Olfactory training and nasal injection
So far, doctors have some options Attempt to treat patients who still suffer from loss of sense of smell.
In addition to impacting quality of life, such as turning once-delicious food into an unpleasant taste, Reiter said patients are facing a range of new challenges as they battle this long-running COVID-19 problem. rice field.
“The nose is like an early warning system for smoke and fire, but it’s hard to detect things like gas leaks, or even whether food is spoiled,” Reiter said. says.
Common starting points for treatment are: Olfactory trainingwhich works by repeatedly exposing the damaged olfactory nerves in the nose to different categories of pleasant odors.
One drug therapy being tried is steroids, but Reiter said evidence that they work remains scant.

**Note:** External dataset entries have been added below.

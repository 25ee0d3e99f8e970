//! Stock-aware availability of menu items
//!
//! An item with no recipe links is never gated by stock. Otherwise it is out of stock as soon as one linked component
//! is missing from the inventory snapshot or holds less than the recipe requires. The check is a point-in-time
//! estimate: nothing is reserved, so two customers can both order the last portion.
use std::collections::HashMap;

use serde::{Deserialize, Serialize};

use crate::db_types::{InventoryItem, MenuItem, Quantity, RecipeLink};

/// Current stock levels, keyed by inventory item id
#[derive(Debug, Clone, Default, PartialEq, Eq)]
pub struct InventorySnapshot {
    stock: HashMap<i64, Quantity>,
}

impl InventorySnapshot {
    pub fn new() -> Self {
        Self::default()
    }

    pub fn with_stock(mut self, inventory_item_id: i64, current_stock: Quantity) -> Self {
        self.stock.insert(inventory_item_id, current_stock);
        self
    }

    pub fn stock_of(&self, inventory_item_id: i64) -> Option<Quantity> {
        self.stock.get(&inventory_item_id).copied()
    }

    pub fn len(&self) -> usize {
        self.stock.len()
    }

    pub fn is_empty(&self) -> bool {
        self.stock.is_empty()
    }
}

impl<'a> FromIterator<&'a InventoryItem> for InventorySnapshot {
    fn from_iter<I: IntoIterator<Item = &'a InventoryItem>>(iter: I) -> Self {
        let stock = iter.into_iter().map(|i| (i.id, i.current_stock)).collect();
        Self { stock }
    }
}

impl From<&[InventoryItem]> for InventorySnapshot {
    fn from(items: &[InventoryItem]) -> Self {
        items.iter().collect()
    }
}

pub fn is_out_of_stock(recipe: &[RecipeLink], snapshot: &InventorySnapshot) -> bool {
    recipe.iter().any(|link| match snapshot.stock_of(link.inventory_item_id) {
        Some(stock) => stock < link.quantity_required,
        None => true,
    })
}

/// The owner's override and the stock check are independent; either one can take an item off sale.
pub fn is_purchasable(item: &MenuItem, snapshot: &InventorySnapshot) -> bool {
    item.is_available && !is_out_of_stock(&item.recipe, snapshot)
}

/// A menu item annotated with both availability signals, as rendered on the public menu
#[derive(Debug, Clone, PartialEq, Eq, Serialize, Deserialize)]
pub struct MenuItemAvailability {
    #[serde(flatten)]
    pub item: MenuItem,
    pub is_out_of_stock: bool,
}

impl MenuItemAvailability {
    pub fn evaluate(item: MenuItem, snapshot: &InventorySnapshot) -> Self {
        let is_out_of_stock = is_out_of_stock(&item.recipe, snapshot);
        Self { item, is_out_of_stock }
    }

    pub fn is_purchasable(&self) -> bool {
        self.item.is_available && !self.is_out_of_stock
    }
}
route!(order_detail => Get "/api/orders/{order_id}" impl OrderManagement, RestaurantManagement);
pub async fn order_detail<B>(
    claims: OwnerClaims,
    path: web::Path<String>,
    flow: web::Data<OrderFlowApi<B>>,
    restaurants: web::Data<RestaurantApi<B>>,
) -> Result<HttpResponse, ServerError>
where
    B: OrderManagement + RestaurantManagement,
{
    let order_id = OrderId::from(path.into_inner());
    let restaurant = owner_restaurant(&claims, &restaurants).await?;
    debug!("💻️ GET order {order_id} for '{}'", restaurant.slug);
    let order = flow.order_for_restaurant(restaurant.id, &order_id).await?;
    Ok(HttpResponse::Ok().json(BoardRow::from(order)))
}

route!(order_action => Post "/api/orders/{order_id}/actions" impl OrderManagement, RestaurantManagement);
/// Performs one of the actions offered on the order board (`advance` or `cancel`).
pub async fn order_action<B>(
    claims: OwnerClaims,
    path: web::Path<String>,
    body: web::Json<ActionRequest>,
    flow: web::Data<OrderFlowApi<B>>,
    restaurants: web::Data<RestaurantApi<B>>,
) -> Result<HttpResponse, ServerError>
where
    B: OrderManagement + RestaurantManagement,
{
    let order_id = OrderId::from(path.into_inner());
    let action = body.action;
    let restaurant = owner_restaurant(&claims, &restaurants).await?;
    debug!("💻️ POST {action} on order {order_id} for '{}'", restaurant.slug);
    let order = flow.perform_owner_action(restaurant.id, &order_id, action).await?;
    Ok(HttpResponse::Ok().json(BoardRow::from(order)))
}

route!(order_status => Post "/api/orders/{order_id}/status" impl OrderManagement, RestaurantManagement);
/// Moves an order to any status the lifecycle allows from where it is now. This is the surface for integrations such
/// as a delivery partner; people use the order board actions instead.
pub async fn order_status<B>(
    claims: OwnerClaims,
    path: web::Path<String>,
    body: web::Json<StatusRequest>,
    flow: web::Data<OrderFlowApi<B>>,
    restaurants: web::Data<RestaurantApi<B>>,
) -> Result<HttpResponse, ServerError>
where
    B: OrderManagement + RestaurantManagement,
{
    let order_id = OrderId::from(path.into_inner());
    let status = body.status;
    let restaurant = owner_restaurant(&claims, &restaurants).await?;
    debug!("💻️ POST status {status} for order {order_id} at '{}'", restaurant.slug);
    let order = flow.transition_for_restaurant(restaurant.id, &order_id, status, Actor::Integration).await?;
    Ok(HttpResponse::Ok().json(BoardRow::from(order)))
}

//----------------------------------------------   Restaurant settings  -----------------------------------------------
route!(my_restaurant => Get "/api/restaurant" impl RestaurantManagement);
pub async fn my_restaurant<B: RestaurantManagement>(
    claims: OwnerClaims,
    api: web::Data<RestaurantApi<B>>,
) -> Result<HttpResponse, ServerError> {
    let restaurant = owner_restaurant(&claims, &api).await?;
    Ok(HttpResponse::Ok().json(restaurant))
}

route!(save_restaurant => Put "/api/restaurant" impl RestaurantManagement);
/// Saves the owner's settings. The first save creates the restaurant. The slug cannot change after that.
pub async fn save_restaurant<B: RestaurantManagement>(
    claims: OwnerClaims,
    body: web::Json<RestaurantSettings>,
    api: web::Data<RestaurantApi<B>>,
) -> Result<HttpResponse, ServerError> {
    debug!("💻️ PUT restaurant settings for owner {}", claims.owner_id());
    let restaurant = api.save_settings(claims.owner_id(), body.into_inner()).await?;
    Ok(HttpResponse::Ok().json(restaurant))
}

route!(review_visibility => Patch "/api/reviews/{review_id}/visibility" impl RestaurantManagement);
pub async fn review_visibility<B: RestaurantManagement>(
    claims: OwnerClaims,
    path: web::Path<i64>,
    body: web::Json<VisibilityRequest>,
    api: web::Data<RestaurantApi<B>>,
) -> Result<HttpResponse, ServerError> {
    let review_id = path.into_inner();
    let restaurant = owner_restaurant(&claims, &api).await?;
    debug!("💻️ PATCH review {review_id} visibility for '{}'", restaurant.slug);
    let review = api.set_review_visibility(restaurant.id, review_id, body.is_visible).await?;
    Ok(HttpResponse::Ok().json(review))
}

//----------------------------------------------   Menu & inventory  -----------------------------------------------
route!(my_menu => Get "/api/menu" impl MenuManagement, RestaurantManagement);
/// The owner's full menu, including items that are switched off
pub async fn my_menu<B>(
    claims: OwnerClaims,
    api: web::Data<MenuApi<B>>,
    restaurants: web::Data<RestaurantApi<B>>,
) -> Result<HttpResponse, ServerError>
where
    B: MenuManagement + RestaurantManagement,
{
    let restaurant = owner_restaurant(&claims, &restaurants).await?;
    let items = api.menu_for_restaurant(restaurant.id).await?;
    Ok(HttpResponse::Ok().json(items))
}

route!(add_menu_item => Post "/api/menu" impl MenuManagement, RestaurantManagement);
pub async fn add_menu_item<B>(
    claims: OwnerClaims,
    body: web::Json<NewMenuItem>,
    api: web::Data<MenuApi<B>>,
    restaurants: web::Data<RestaurantApi<B>>,
) -> Result<HttpResponse, ServerError>
where
    B: MenuManagement + RestaurantManagement,
{
    let restaurant = owner_restaurant(&claims, &restaurants).await?;
    let item = api.add_menu_item(restaurant.id, body.into_inner()).await?;
    info!("💻️ '{}' added to the menu of '{}'", item.name, restaurant.slug);
    Ok(HttpResponse::Created().json(item))
}

route!(menu_availability => Patch "/api/menu/{item_id}/availability" impl MenuManagement, RestaurantManagement);
pub async fn menu_availability<B>(
    claims: OwnerClaims,
    path: web::Path<i64>,
    body: web::Json<AvailabilityRequest>,
    api: web::Data<MenuApi<B>>,
    restaurants: web::Data<RestaurantApi<B>>,
) -> Result<HttpResponse, ServerError>
where
    B: MenuManagement + RestaurantManagement,
{
    let item_id = path.into_inner();
    let restaurant = owner_restaurant(&claims, &restaurants).await?;
    debug!("💻️ PATCH availability of menu item {item_id} for '{}'", restaurant.slug);
    let item = api.set_item_availability(restaurant.id, item_id, body.is_available).await?;
    Ok(HttpResponse::Ok().json(item))
}

route!(my_inventory => Get "/api/inventory" impl MenuManagement, RestaurantManagement);
pub async fn my_inventory<B>(
    claims: OwnerClaims,
    api: web::Data<MenuApi<B>>,
    restaurants: web::Data<RestaurantApi<B>>,
) -> Result<HttpResponse, ServerError>
where
    B: MenuManagement + RestaurantManagement,
{
    let restaurant = owner_restaurant(&claims, &restaurants).await?;
    let items = api.inventory(restaurant.id).await?;
    Ok(HttpResponse::Ok().json(items))
}

route!(add_inventory_item => Post "/api/inventory" impl MenuManagement, RestaurantManagement);
pub async fn add_inventory_item<B>(
    claims: OwnerClaims,
    body: web::Json<NewInventoryItem>,
    api: web::Data<MenuApi<B>>,
    restaurants: web::Data<RestaurantApi<B>>,
) -> Result<HttpResponse, ServerError>
where
    B: MenuManagement + RestaurantManagement,
{
    let restaurant = owner_restaurant(&claims, &restaurants).await?;
    let item = api.add_inventory_item(restaurant.id, body.into_inner()).await?;
    Ok(HttpResponse::Created().json(item))
}

route!(inventory_stock => Patch "/api/inventory/{item_id}/stock" impl MenuManagement, RestaurantManagement);
/// Sets the stock level of an inventory item. Menu items that need it are re-evaluated on the next menu fetch.
pub async fn inventory_stock<B>(
    claims: OwnerClaims,
    path: web::Path<i64>,
    body: web::Json<StockRequest>,
    api: web::Data<MenuApi<B>>,
    restaurants: web::Data<RestaurantApi<B>>,
) -> Result<HttpResponse, ServerError>
where
    B: MenuManagement + RestaurantManagement,
{
    let item_id = path.into_inner();
    let restaurant = owner_restaurant(&claims, &restaurants).await?;
    debug!("💻️ PATCH stock of inventory item {item_id} for '{}'", restaurant.slug);
    let item = api.update_stock(restaurant.id, item_id, body.current_stock).await?;
    Ok(HttpResponse::Ok().json(item))
}

//----------------------------------------------   Misc  ----------------------------------------------------
/// Catch-all for paths that don't match any route
pub async fn not_found(req: HttpRequest) -> HttpResponse {
    debug!("💻️ No route for {} {}", req.method(), req.path());
    HttpResponse::NotFound().json(JsonResponse::failure(format!("{} does not exist", req.path())))
}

Reiter said the approach shows some promise in a pilot study uses a platelet concentrate obtained from the patient’s own blood and may be able to regenerate tissue after being injected or dipped into the nose.
But treatment can be risky, and many patients eventually regain their sense of smell with little intervention from their doctors, the writer said.Ann previous research Reiter’s group found that only 7.5% of patients had no improvement in their sense of smell over the years.
“A lot of the time it’s really just time. The nerves can recover,” Reiter said.